Si posséder quelqu’un était facile, quitter le corps de l’hôte volontairement était une autre affaire. Dans la même lignée de « moins j’essaie d’y penser, plus j’y pense », plus Isidora essayait de quitter un corps, moins elle parvenait à reprendre son corps d’origine. La jeune femme déposa la clé sur le comptoir et alla s’enfermer de son propre chef dans le garde à manger. Elle laissa volontairement la lumière fermée pour qu’il soit désorienté à son réveil. Une minute, puis deux, puis trois. Isidora se tentait de se concentrer mais son esprit était tourmenté par mille autres questions. Où en était la police ? A quoi pensait la jolie voix ? Son pouvoir l’avait-elle effrayée ? Combien coûteraient les frais de réparations ? C’était à se frapper mentalement. Au bout de dix minutes, elle finit par se rendre à l’évidence. Ce n’était pas le bon moment, elle réessayerait plus tard. Elle tâta à l’aveugle la porte pour trouver la poignée et la tourna…dans le vide. Il eut un moment de blanc. Quelques secondes durant lesquelles elle tenta de comprendre pourquoi la porte ne s’ouvrait pas malgré ses efforts.
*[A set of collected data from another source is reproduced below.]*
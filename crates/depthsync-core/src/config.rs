//! Configuration parsing and validation for a camera session.

use crate::{
    profile::StreamRequest,
    types::{ACCEL, COLOR, DEPTH, FISHEYE, GYRO, INFRA1, INFRA2, StreamKey, StreamKind},
};
use eyre::{Result, WrapErr, ensure};
use serde::Deserialize;
use std::{fs, path::Path, time::Duration};
use tracing::warn;

/// Root configuration of a session.
#[derive(Debug, Clone, Deserialize)]
pub struct SessionConfig {
    #[serde(default = "default_depth")]
    pub depth: StreamConfig,

    #[serde(default = "default_image")]
    pub infra1: StreamConfig,

    #[serde(default = "default_image")]
    pub infra2: StreamConfig,

    #[serde(default = "default_image")]
    pub color: StreamConfig,

    #[serde(default = "default_disabled")]
    pub fisheye: StreamConfig,

    #[serde(default = "default_gyro_fps")]
    pub gyro_fps: u32,

    #[serde(default = "default_accel_fps")]
    pub accel_fps: u32,

    #[serde(default)]
    pub enable_imu: bool,

    /// Comma-separated filter names, e.g. `disparity,spatial,pointcloud`.
    #[serde(default)]
    pub filters: String,

    #[serde(default)]
    pub align_depth: bool,

    #[serde(default)]
    pub enable_pointcloud: bool,

    #[serde(default = "default_texture_stream")]
    pub pointcloud_texture_stream: TextureStream,

    #[serde(default)]
    pub pointcloud_texture_index: u32,

    #[serde(default)]
    pub enable_sync: bool,

    /// Offset in seconds added to the host clock in synchronized mode.
    #[serde(default)]
    pub time_offset: f64,

    /// One of `default`, `master`, `slave` or `none`, case-insensitive.
    #[serde(default = "default_inter_cam_sync_mode")]
    pub inter_cam_sync_mode: String,

    #[serde(default)]
    pub frame_ids: FrameIds,

    #[serde(default)]
    pub sync: SyncConfig,
}

impl Default for SessionConfig {
    fn default() -> Self {
        Self {
            depth: default_depth(),
            infra1: default_image(),
            infra2: default_image(),
            color: default_image(),
            fisheye: default_disabled(),
            gyro_fps: default_gyro_fps(),
            accel_fps: default_accel_fps(),
            enable_imu: false,
            filters: String::new(),
            align_depth: false,
            enable_pointcloud: false,
            pointcloud_texture_stream: default_texture_stream(),
            pointcloud_texture_index: 0,
            enable_sync: false,
            time_offset: 0.0,
            inter_cam_sync_mode: default_inter_cam_sync_mode(),
            frame_ids: FrameIds::default(),
            sync: SyncConfig::default(),
        }
    }
}

impl SessionConfig {
    /// Load configuration from a YAML file.
    pub fn load(path: impl AsRef<Path>) -> Result<Self> {
        let path = path.as_ref();
        let contents = fs::read_to_string(path)
            .wrap_err_with(|| format!("Failed to read config file: {}", path.display()))?;

        let config: SessionConfig = serde_yaml::from_str(&contents)
            .wrap_err_with(|| format!("Failed to parse config file: {}", path.display()))?;

        config.validate()?;
        Ok(config)
    }

    /// Validate the configuration.
    pub fn validate(&self) -> Result<()> {
        ensure!(
            self.sync.buffer_size >= 2,
            "sync.buffer_size must be at least 2"
        );

        ensure!(
            !self.sync.window_size.is_zero(),
            "sync.window_size must be greater than zero"
        );

        ensure!(
            self.enabled_streams().next().is_some(),
            "At least one stream must be enabled"
        );

        ensure!(
            !self.frame_ids.base.is_empty(),
            "frame_ids.base cannot be empty"
        );

        Ok(())
    }

    /// Per-stream configuration of an image stream.
    pub fn stream(&self, key: StreamKey) -> Option<&StreamConfig> {
        match key {
            DEPTH => Some(&self.depth),
            INFRA1 => Some(&self.infra1),
            INFRA2 => Some(&self.infra2),
            COLOR => Some(&self.color),
            FISHEYE => Some(&self.fisheye),
            _ => None,
        }
    }

    pub fn stream_mut(&mut self, key: StreamKey) -> Option<&mut StreamConfig> {
        match key {
            DEPTH => Some(&mut self.depth),
            INFRA1 => Some(&mut self.infra1),
            INFRA2 => Some(&mut self.infra2),
            COLOR => Some(&mut self.color),
            FISHEYE => Some(&mut self.fisheye),
            _ => None,
        }
    }

    pub fn is_enabled(&self, key: StreamKey) -> bool {
        match key {
            GYRO | ACCEL => self.enable_imu,
            _ => self.stream(key).is_some_and(|stream| stream.enable),
        }
    }

    /// Enabled streams in the order sensors are opened.
    pub fn enabled_streams(&self) -> impl Iterator<Item = StreamKey> + '_ {
        [DEPTH, INFRA1, INFRA2, COLOR, FISHEYE, GYRO, ACCEL]
            .into_iter()
            .filter(|&key| self.is_enabled(key))
    }

    /// Requested resolution and rate of an image stream.
    pub fn request(&self, key: StreamKey) -> Option<StreamRequest> {
        self.stream(key).map(|stream| StreamRequest {
            width: stream.width,
            height: stream.height,
            fps: stream.fps,
        })
    }

    /// Requested rate of a motion stream.
    pub fn motion_fps(&self, key: StreamKey) -> Option<u32> {
        match key {
            GYRO => Some(self.gyro_fps),
            ACCEL => Some(self.accel_fps),
            _ => None,
        }
    }

    /// Checks if the point cloud is produced, either because it was
    /// requested or because the filter list names it.
    pub fn pointcloud_enabled(&self) -> bool {
        self.enable_pointcloud || self.filter_names().any(|name| name == "pointcloud")
    }

    /// Filter names, trimmed, without empty entries.
    pub fn filter_names(&self) -> impl Iterator<Item = &str> + '_ {
        self.filters
            .split(',')
            .map(str::trim)
            .filter(|name| !name.is_empty())
    }

    /// Checks if frames go through the composite-frame synchronizer.
    pub fn sync_enabled(&self) -> bool {
        self.enable_sync
            || self.pointcloud_enabled()
            || self.align_depth
            || self.filter_names().next().is_some()
    }

    pub fn texture_key(&self) -> StreamKey {
        StreamKey::new(
            self.pointcloud_texture_stream.kind(),
            self.pointcloud_texture_index,
        )
    }

    /// Parses the inter-camera sync mode. An unknown value falls back to
    /// [InterCamSyncMode::None] with a warning.
    pub fn inter_cam_sync_mode(&self) -> InterCamSyncMode {
        match self.inter_cam_sync_mode.to_lowercase().as_str() {
            "default" => InterCamSyncMode::Default,
            "master" => InterCamSyncMode::Master,
            "slave" => InterCamSyncMode::Slave,
            "none" => InterCamSyncMode::None,
            other => {
                warn!(
                    mode = other,
                    "Invalid inter cam sync mode. Not using inter cam sync mode."
                );
                InterCamSyncMode::None
            }
        }
    }
}

/// Enable flag and requested profile of an image stream. Zero in
/// `width`, `height` or `fps` accepts any value.
#[derive(Debug, Clone, Copy, PartialEq, Eq, Deserialize)]
pub struct StreamConfig {
    #[serde(default)]
    pub enable: bool,
    #[serde(default)]
    pub width: u32,
    #[serde(default)]
    pub height: u32,
    #[serde(default)]
    pub fps: u32,
}

impl StreamConfig {
    pub fn enabled(width: u32, height: u32, fps: u32) -> Self {
        Self {
            enable: true,
            width,
            height,
            fps,
        }
    }

    pub fn disabled() -> Self {
        Self {
            enable: false,
            ..Self::enabled(0, 0, 0)
        }
    }
}

fn default_depth() -> StreamConfig {
    StreamConfig::enabled(640, 480, 30)
}

fn default_image() -> StreamConfig {
    StreamConfig::enabled(640, 480, 30)
}

fn default_disabled() -> StreamConfig {
    StreamConfig {
        enable: false,
        ..default_image()
    }
}

fn default_gyro_fps() -> u32 {
    400
}

fn default_accel_fps() -> u32 {
    250
}

fn default_texture_stream() -> TextureStream {
    TextureStream::Color
}

fn default_inter_cam_sync_mode() -> String {
    "none".to_string()
}

/// Stream kind sampled for point cloud colors.
#[derive(Debug, Clone, Copy, PartialEq, Eq, Deserialize)]
#[serde(rename_all = "snake_case")]
pub enum TextureStream {
    /// No texture: every point is white.
    Any,
    Color,
    Infrared,
    Fisheye,
}

impl TextureStream {
    pub fn kind(&self) -> StreamKind {
        match self {
            TextureStream::Any => StreamKind::Any,
            TextureStream::Color => StreamKind::Color,
            TextureStream::Infrared => StreamKind::Infrared,
            TextureStream::Fisheye => StreamKind::Fisheye,
        }
    }
}

/// Hardware synchronization role of the camera among several cameras.
#[derive(Debug, Clone, Copy, PartialEq, Eq)]
pub enum InterCamSyncMode {
    /// Master without trigger output.
    Default,
    /// Master emitting a trigger signal.
    Master,
    /// Listens to an external trigger signal.
    Slave,
    /// Leaves the device setting untouched.
    None,
}

impl InterCamSyncMode {
    /// Value written to the device option, if any.
    pub fn option_value(&self) -> Option<u32> {
        match self {
            InterCamSyncMode::Default => Some(0),
            InterCamSyncMode::Master => Some(1),
            InterCamSyncMode::Slave => Some(2),
            InterCamSyncMode::None => None,
        }
    }
}

/// Coordinate frame identifiers attached to published records.
#[derive(Debug, Clone, Deserialize)]
#[serde(default)]
pub struct FrameIds {
    pub base: String,
    pub depth: String,
    pub infra1: String,
    pub infra2: String,
    pub color: String,
    pub fisheye: String,
    pub imu: String,
    pub depth_optical: String,
    pub infra1_optical: String,
    pub infra2_optical: String,
    pub color_optical: String,
    pub fisheye_optical: String,
    pub gyro_optical: String,
    pub accel_optical: String,
    pub aligned_depth_to_infra1: String,
    pub aligned_depth_to_infra2: String,
    pub aligned_depth_to_color: String,
    pub aligned_depth_to_fisheye: String,
}

impl Default for FrameIds {
    fn default() -> Self {
        Self {
            base: "camera_link".to_string(),
            depth: "camera_depth_frame".to_string(),
            infra1: "camera_infra1_frame".to_string(),
            infra2: "camera_infra2_frame".to_string(),
            color: "camera_color_frame".to_string(),
            fisheye: "camera_fisheye_frame".to_string(),
            imu: "camera_imu_frame".to_string(),
            depth_optical: "camera_depth_optical_frame".to_string(),
            infra1_optical: "camera_infra1_optical_frame".to_string(),
            infra2_optical: "camera_infra2_optical_frame".to_string(),
            color_optical: "camera_color_optical_frame".to_string(),
            fisheye_optical: "camera_fisheye_optical_frame".to_string(),
            gyro_optical: "camera_gyro_optical_frame".to_string(),
            accel_optical: "camera_accel_optical_frame".to_string(),
            aligned_depth_to_infra1: "camera_aligned_depth_to_infra1_frame".to_string(),
            aligned_depth_to_infra2: "camera_aligned_depth_to_infra2_frame".to_string(),
            aligned_depth_to_color: "camera_aligned_depth_to_color_frame".to_string(),
            aligned_depth_to_fisheye: "camera_aligned_depth_to_fisheye_frame".to_string(),
        }
    }
}

impl FrameIds {
    /// Body frame of a stream.
    pub fn frame(&self, key: StreamKey) -> &str {
        match key {
            DEPTH => &self.depth,
            INFRA1 => &self.infra1,
            INFRA2 => &self.infra2,
            COLOR => &self.color,
            FISHEYE => &self.fisheye,
            GYRO | ACCEL => &self.imu,
            _ => &self.base,
        }
    }

    /// Optical frame of a stream.
    pub fn optical(&self, key: StreamKey) -> &str {
        match key {
            DEPTH => &self.depth_optical,
            INFRA1 => &self.infra1_optical,
            INFRA2 => &self.infra2_optical,
            COLOR => &self.color_optical,
            FISHEYE => &self.fisheye_optical,
            GYRO => &self.gyro_optical,
            ACCEL => &self.accel_optical,
            _ => &self.base,
        }
    }

    /// Frame of depth aligned to a target stream.
    pub fn aligned(&self, key: StreamKey) -> Option<&str> {
        match key {
            INFRA1 => Some(&self.aligned_depth_to_infra1),
            INFRA2 => Some(&self.aligned_depth_to_infra2),
            COLOR => Some(&self.aligned_depth_to_color),
            FISHEYE => Some(&self.aligned_depth_to_fisheye),
            _ => None,
        }
    }
}

/// Parameters of the composite-frame synchronizer.
#[derive(Debug, Clone, Deserialize)]
pub struct SyncConfig {
    /// Time span that the grouped frames must fit within.
    #[serde(default = "default_window_size", with = "humantime_serde")]
    pub window_size: Duration,

    /// Maximum frames to buffer per stream.
    #[serde(default = "default_buffer_size")]
    pub buffer_size: usize,

    /// Policy for handling buffer overflow.
    #[serde(default)]
    pub drop_policy: DropPolicy,
}

impl Default for SyncConfig {
    fn default() -> Self {
        Self {
            window_size: default_window_size(),
            buffer_size: default_buffer_size(),
            drop_policy: DropPolicy::default(),
        }
    }
}

fn default_window_size() -> Duration {
    Duration::from_millis(16)
}

fn default_buffer_size() -> usize {
    4
}

/// Policy for handling buffer overflow when pushing new frames.
#[derive(Debug, Clone, Copy, Default, Deserialize, PartialEq, Eq)]
#[serde(rename_all = "snake_case")]
pub enum DropPolicy {
    /// Reject new frames when the buffer is full.
    RejectNew,
    /// Drop the oldest frame to make room for the new one.
    #[default]
    DropOldest,
}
Elle était tombée dans son propre piège.
La clé était à l’extérieur.
La pièce était fermée et insonorisée.
Aucun moyen de contacter la jolie voix.
Elle ne lui avait même pas expliqué son plan.
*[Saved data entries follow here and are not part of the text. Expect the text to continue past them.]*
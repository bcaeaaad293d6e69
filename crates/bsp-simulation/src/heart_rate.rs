//! Exponential heart-rate response to a stress step

use bsp_core::{HeartRateSeries, TimeSeries};
use serde::{Deserialize, Serialize};

/// Default smoothing time constant of the response (s)
pub const DEFAULT_TAU: f64 = 4.0;
/// Smallest time constant the model accepts; shorter values are raised to it
pub const MIN_TAU: f64 = 0.5;

/// First-order rise from the resting rate toward a stress-dependent target
#[derive(Debug, Clone, Copy, PartialEq, Serialize, Deserialize)]
pub struct HeartRateResponse {
    /// Resting heart rate (bpm)
    pub hr_rest: f64,
    /// Heart rate reached at 100 % stress (bpm)
    pub hr_peak: f64,
    /// Stress / exercise level in percent, clamped to 0..=100
    pub stress_level: f64,
    /// Smoothing time constant (s)
    pub tau: f64,
}

impl HeartRateResponse {
    pub fn new(hr_rest: f64, hr_peak: f64, stress_level: f64) -> Self {
        Self {
            hr_rest,
            hr_peak,
            stress_level,
            tau: DEFAULT_TAU,
        }
    }

    pub fn with_tau(mut self, tau: f64) -> Self {
        self.tau = tau;
        self
    }

    /// Peak rate after the permissive clamp: never below the resting rate
    pub fn effective_peak(&self) -> f64 {
        self.hr_peak.max(self.hr_rest)
    }

    /// Time constant after flooring at [`MIN_TAU`]
    pub fn effective_tau(&self) -> f64 {
        self.tau.max(MIN_TAU)
    }

    /// Total rise from rest to target (bpm)
    fn rise(&self) -> f64 {
        let stress_frac = (self.stress_level / 100.0).clamp(0.0, 1.0);
        (self.effective_peak() - self.hr_rest) * stress_frac
    }

    /// Asymptotic heart rate for the configured stress level
    pub fn target(&self) -> f64 {
        self.hr_rest + self.rise()
    }

    /// Heart rate at time `t` seconds after the stress step.
    ///
    /// Equivalent to `target - (target - hr_rest) * exp(-t / tau)`, written so
    /// that `rate_at(0.0) == hr_rest` and `rate_at(t) <= target` hold exactly.
    pub fn rate_at(&self, t: f64) -> f64 {
        let settled = 1.0 - (-t / self.effective_tau()).exp();
        self.hr_rest + self.rise() * settled
    }

    /// Evaluate the response along a whole time axis
    pub fn trajectory(&self, time: &TimeSeries) -> HeartRateSeries {
        HeartRateSeries::new(time.iter().map(|&t| self.rate_at(t)).collect())
    }
}

/// Generate a smooth heart-rate trajectory using a simple exponential
pub fn simulate_heart_rate(
    time: &TimeSeries,
    hr_rest: f64,
    hr_peak: f64,
    stress_level: f64,
    tau: f64,
) -> HeartRateSeries {
    HeartRateResponse::new(hr_rest, hr_peak, stress_level)
        .with_tau(tau)
        .trajectory(time)
}
//! Configuration for the optional denoising stage

use crate::filters::ButterworthBandpass;
use bsp_core::{BspResult, EcgWaveform};
use serde::{Deserialize, Serialize};

/// Smallest passband width enforced by [`FilterConfig::effective_highcut`] (Hz)
pub const MIN_PASSBAND_HZ: f64 = 1.0;

/// Bandpass settings chosen by the user
#[derive(Debug, Clone, PartialEq, Serialize, Deserialize)]
#[serde(default)]
pub struct FilterConfig {
    /// Whether filtering is requested at all
    pub enabled: bool,
    /// Low cutoff (Hz), removes baseline drift
    pub lowcut: f64,
    /// High cutoff (Hz), removes high-frequency noise
    pub highcut: f64,
    /// Prototype order; 2, 4 or 6 are typical
    pub order: usize,
}

impl Default for FilterConfig {
    fn default() -> Self {
        Self {
            enabled: true,
            lowcut: 0.8,
            highcut: 30.0,
            order: 4,
        }
    }
}

impl FilterConfig {
    /// Create bandpass filter configuration
    pub fn bandpass(lowcut: f64, highcut: f64, order: usize) -> Self {
        Self {
            enabled: true,
            lowcut,
            highcut,
            order,
        }
    }

    /// High cutoff widened so the passband spans at least [`MIN_PASSBAND_HZ`]
    pub fn effective_highcut(&self) -> f64 {
        self.highcut.max(self.lowcut + MIN_PASSBAND_HZ)
    }

    /// Design the filter for a given sampling rate
    pub fn design(&self, sampling_rate: f64) -> BspResult<ButterworthBandpass> {
        ButterworthBandpass::design(sampling_rate, self.lowcut, self.effective_highcut(), self.order)
    }

    /// Filter `waveform` when enabled, `None` otherwise
    pub fn apply(&self, waveform: &EcgWaveform, sampling_rate: f64) -> BspResult<Option<EcgWaveform>> {
        if !self.enabled {
            return Ok(None);
        }
        let filter = self.design(sampling_rate)?;
        filter.filtfilt(waveform.as_slice()).map(|samples| Some(EcgWaveform::new(samples)))
    }
}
C’était stupide à en pleurer. Isidora passa par un tas d’émotions en peu de temps : la consternation, la colère, le désespoir, la panique. La résignation fut la dernière à arriver. La police allait finir par arriver, c’était une évidence non ? Il lui fallait juste attendre. Cette soirée était en passade de devenir une des pires de ces dernières années. Elle ne pouvait s’en prendre qu’à elle-même : à force de jouer solo, Isidora se retrouvait toujours en grande difficulté.